Mr Martin told The Standard earlier this week: “When we look at the mandate of this government given the transitional arrangement, we realise that there has been a lot of failure with all the reforms and because of that Barrow does not deserve another five years. Based on what we see everyday, the fact is he is only interested in maintaining his stranglehold on power and not necessarily optimally performing his duties as head of state. Left, right, up and down, all we see are a litany of failures; rising youth unemployment of youth and corruption.
“Therefore, Gambians deserve a new president and a new government that will bring in real change so that we can have a real system change. We need a new dispensation which will promote political inclusivity so that we can fix this country and ensure that the culture of corruption and incompetence is rooted out.
“We have seen a lot of pick-up vehicles and mini-buses with NPP tags roaming the streets. Who is paying for these vehicles, who is fuelling them? These answers needed to be made public when our schools and hospital are run so dismally? Gambians must girdle their waists because Barrow wants to continue being the president at any cost and he will stop at nothing to see to this.

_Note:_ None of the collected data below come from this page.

use serde_json::{json, Value};

use super::types::LlmClient;
use super::ModelError;
use crate::models::FallbackKind;

/// What a structured-generation call produced. Consumed immediately by the
/// triage normalizer; never persisted.
#[derive(Debug, Clone, PartialEq)]
pub enum ModelCallOutcome {
    /// Model text that did not parse as JSON.
    RawText(String),
    /// Model text that parsed as JSON.
    Structured(Value),
    /// The model could not be used; a canned differential stands in.
    MockFallback { kind: FallbackKind, reason: String },
}

impl ModelCallOutcome {
    /// Classify a generation result. Never fails.
    pub fn from_result(result: Result<String, ModelError>) -> Self {
        match result {
            Ok(text) => match serde_json::from_str::<Value>(&text) {
                Ok(value) => Self::Structured(value),
                Err(_) => Self::RawText(text),
            },
            Err(ModelError::Configuration(reason)) => Self::MockFallback {
                kind: FallbackKind::Unconfigured,
                reason: format!("mock fallback - no gemini client configured ({reason})"),
            },
            Err(err) => {
                tracing::error!("Final model call failed: {err}");
                Self::MockFallback {
                    kind: FallbackKind::Exhausted,
                    reason: err.to_string(),
                }
            }
        }
    }

    /// The payload the normalizer interprets.
    ///
    /// Raw text is wrapped as `{"text": ...}`; a mock becomes
    /// `{"mock": true, "ddx": [...]}` with a `note` (unconfigured) or `error`
    /// (exhausted) marker.
    pub fn into_payload(self) -> Value {
        match self {
            Self::RawText(text) => json!({ "text": text }),
            Self::Structured(value) => value,
            Self::MockFallback { kind, reason } => {
                let marker = match kind {
                    FallbackKind::Unconfigured => "note",
                    FallbackKind::Exhausted => "error",
                };
                let mut payload = json!({
                    "mock": true,
                    "ddx": mock_differential(),
                });
                payload[marker] = Value::String(reason);
                payload
            }
        }
    }
}

/// Canned differential substituted when the model cannot be called.
pub fn mock_differential() -> Value {
    json!([
        {"condition": "Viral illness", "confidence": 0.6, "evidence": "fever + cough common"},
        {"condition": "Bacterial infection", "confidence": 0.3, "evidence": "differential fallback"}
    ])
}

/// Run one generation and classify the outcome. Every failure becomes a
/// mock payload; nothing propagates.
pub fn generate_structured(client: &dyn LlmClient, prompt: &str, max_tokens: u32) -> ModelCallOutcome {
    ModelCallOutcome::from_result(client.generate(prompt, max_tokens))
}

#[cfg(test)]
mod tests {
    use super::*;
    use crate::pipeline::model::{MockLlmClient, OfflineClient};

    #[test]
    fn json_text_is_structured() {
        let outcome = generate_structured(&MockLlmClient::new(r#"[{"condition":"Flu"}]"#), "p", 16);
        assert!(matches!(outcome, ModelCallOutcome::Structured(Value::Array(_))));
    }

    #[test]
    fn prose_is_raw_text() {
        let outcome = generate_structured(&MockLlmClient::new("Here you go: [1]"), "p", 16);
        assert_eq!(outcome, ModelCallOutcome::RawText("Here you go: [1]".into()));
        assert_eq!(outcome.into_payload(), json!({"text": "Here you go: [1]"}));
    }

    #[test]
    fn unconfigured_client_gives_noted_mock() {
        let outcome = generate_structured(&OfflineClient::new("GEMINI_API_KEY is not set"), "p", 16);
        assert!(matches!(outcome, ModelCallOutcome::MockFallback { kind: FallbackKind::Unconfigured, .. }));
        let payload = outcome.into_payload();
        assert_eq!(payload["mock"], true);
        assert_eq!(payload["ddx"], mock_differential());
        assert!(payload["note"].as_str().unwrap().contains("no gemini client configured"));
        assert!(payload.get("error").is_none());
    }

    #[test]
    fn exhausted_call_gives_error_mock() {
        let err = ModelError::Exhausted {
            attempts: 3,
            last: Box::new(ModelError::Transient {
                variant: "generate_content",
                status: Some(503),
                detail: "unavailable".into(),
            }),
        };
        let payload = ModelCallOutcome::from_result(Err(err)).into_payload();
        assert_eq!(payload["mock"], true);
        assert!(payload["error"].as_str().unwrap().contains("unavailable"));
    }

    #[test]
    fn mock_differential_is_viral_then_bacterial() {
        let ddx = mock_differential();
        assert_eq!(ddx[0]["condition"], "Viral illness");
        assert_eq!(ddx[0]["confidence"], 0.6);
        assert_eq!(ddx[1]["condition"], "Bacterial infection");
        assert_eq!(ddx[1]["confidence"], 0.3);
    }
}
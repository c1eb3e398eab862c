use crate::db::DatabaseError;
use serde::{Deserialize, Serialize};

/// Macro to generate enum with as_str + std::str::FromStr pattern
macro_rules! str_enum {
    ($(#[$meta:meta])* $name:ident { $($variant:ident => $s:literal),+ $(,)? }) => {
        $(#[$meta])*
        #[derive(Debug, Clone, Copy, PartialEq, Eq, Serialize, Deserialize)]
        pub enum $name {
            $(#[serde(rename = $s)] $variant),+
        }

        impl $name {
            pub fn as_str(&self) -> &'static str {
                match self {
                    $(Self::$variant => $s),+
                }
            }
        }

        impl std::fmt::Display for $name {
            fn fmt(&self, f: &mut std::fmt::Formatter<'_>) -> std::fmt::Result {
                f.write_str(self.as_str())
            }
        }

        impl std::str::FromStr for $name {
            type Err = DatabaseError;

            fn from_str(s: &str) -> Result<Self, Self::Err> {
                match s {
                    $($s => Ok(Self::$variant)),+,
                    _ => Err(DatabaseError::InvalidEnum {
                        field: stringify!($name).into(),
                        value: s.into(),
                    }),
                }
            }
        }
    };
}

str_enum!(
    /// Triage severity, lowest to highest.
    Severity {
        Stable => "stable",
        Urgent => "urgent",
        Emergency => "emergency",
    }
);

str_enum!(
    /// Why the differential came from a canned payload instead of the model.
    FallbackKind {
        Unconfigured => "unconfigured",
        Exhausted => "exhausted",
    }
);

#[cfg(test)]
mod tests {
    use super::*;

    #[test]
    fn severity_round_trips_through_str() {
        for sev in [Severity::Stable, Severity::Urgent, Severity::Emergency] {
            assert_eq!(sev.as_str().parse::<Severity>().unwrap(), sev);
        }
    }

    #[test]
    fn severity_serializes_lowercase() {
        let json = serde_json::to_string(&Severity::Emergency).unwrap();
        assert_eq!(json, "\"emergency\"");
    }

    #[test]
    fn unknown_severity_is_invalid_enum() {
        let err = "critical".parse::<Severity>().unwrap_err();
        assert!(matches!(err, DatabaseError::InvalidEnum { .. }));
    }
}
//! Model-call resilience layer around the Gemini text-generation API.
//!
//! `gemini` speaks HTTP, `extract` turns whatever body comes back into text,
//! `resilient` retries across call variants with backoff, and `structured`
//! maps every failure onto a deterministic mock payload.

pub mod types;
pub mod extract;
pub mod gemini;
pub mod resilient;
pub mod structured;

pub use types::*;
pub use extract::*;
pub use gemini::*;
pub use resilient::*;
pub use structured::*;

use thiserror::Error;

#[derive(Error, Debug)]
pub enum ModelError {
    /// No upstream client can be built. Selects offline mode; never fatal.
    #[error("Model client is not configured: {0}")]
    Configuration(String),

    /// The deployment does not accept this call shape. Skipped without delay.
    #[error("{variant} call signature was rejected: {detail}")]
    SignatureMismatch { variant: &'static str, detail: String },

    /// Anything else that went wrong during a call. Retried with backoff.
    #[error("{variant} call failed{}: {detail}", status_suffix(.status))]
    Transient {
        variant: &'static str,
        status: Option<u16>,
        detail: String,
    },

    #[error("Model call failed after {attempts} attempt(s): {last}")]
    Exhausted {
        attempts: u32,
        last: Box<ModelError>,
    },
}

fn status_suffix(status: &Option<u16>) -> String {
    status.map(|s| format!(" (status {s})")).unwrap_or_default()
}

impl ModelError {
    pub fn is_signature_mismatch(&self) -> bool {
        matches!(self, Self::SignatureMismatch { .. })
    }

    pub fn is_configuration(&self) -> bool {
        matches!(self, Self::Configuration(_))
    }
}

#[cfg(test)]
mod tests {
    use super::*;

    #[test]
    fn transient_message_includes_status_when_known() {
        let err = ModelError::Transient {
            variant: "generate_content",
            status: Some(503),
            detail: "overloaded".into(),
        };
        assert_eq!(err.to_string(), "generate_content call failed (status 503): overloaded");
    }

    #[test]
    fn transient_message_without_status() {
        let err = ModelError::Transient {
            variant: "generate_content",
            status: None,
            detail: "connection refused".into(),
        };
        assert_eq!(err.to_string(), "generate_content call failed: connection refused");
    }

    #[test]
    fn exhausted_carries_last_error() {
        let err = ModelError::Exhausted {
            attempts: 3,
            last: Box::new(ModelError::Configuration("x".into())),
        };
        assert!(err.to_string().contains("after 3 attempt(s)"));
        assert!(err.to_string().contains("not configured"));
    }
}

“We have to be vigilant and make sure that the IEC does its work properly. We have to stop foreigners getting voter cards and voting in our elections. If we find anybody who is registered illegally the law should take its course. The opposition parties and other stakeholders should not compromise on the issue of fraudulent registration. Our eyes are open and we will not allow any foreign elements to register or participate in our electoral process.
“We have to be careful about introducing novel elements so lately in the election process. Gambians are not yet ready for paper ballots because there would not be enough sensitisation. The IEC must remember that they are referees; we the Gambians are the political players and if we say we are not in for paper ballots, the IEC cannot force it on us.”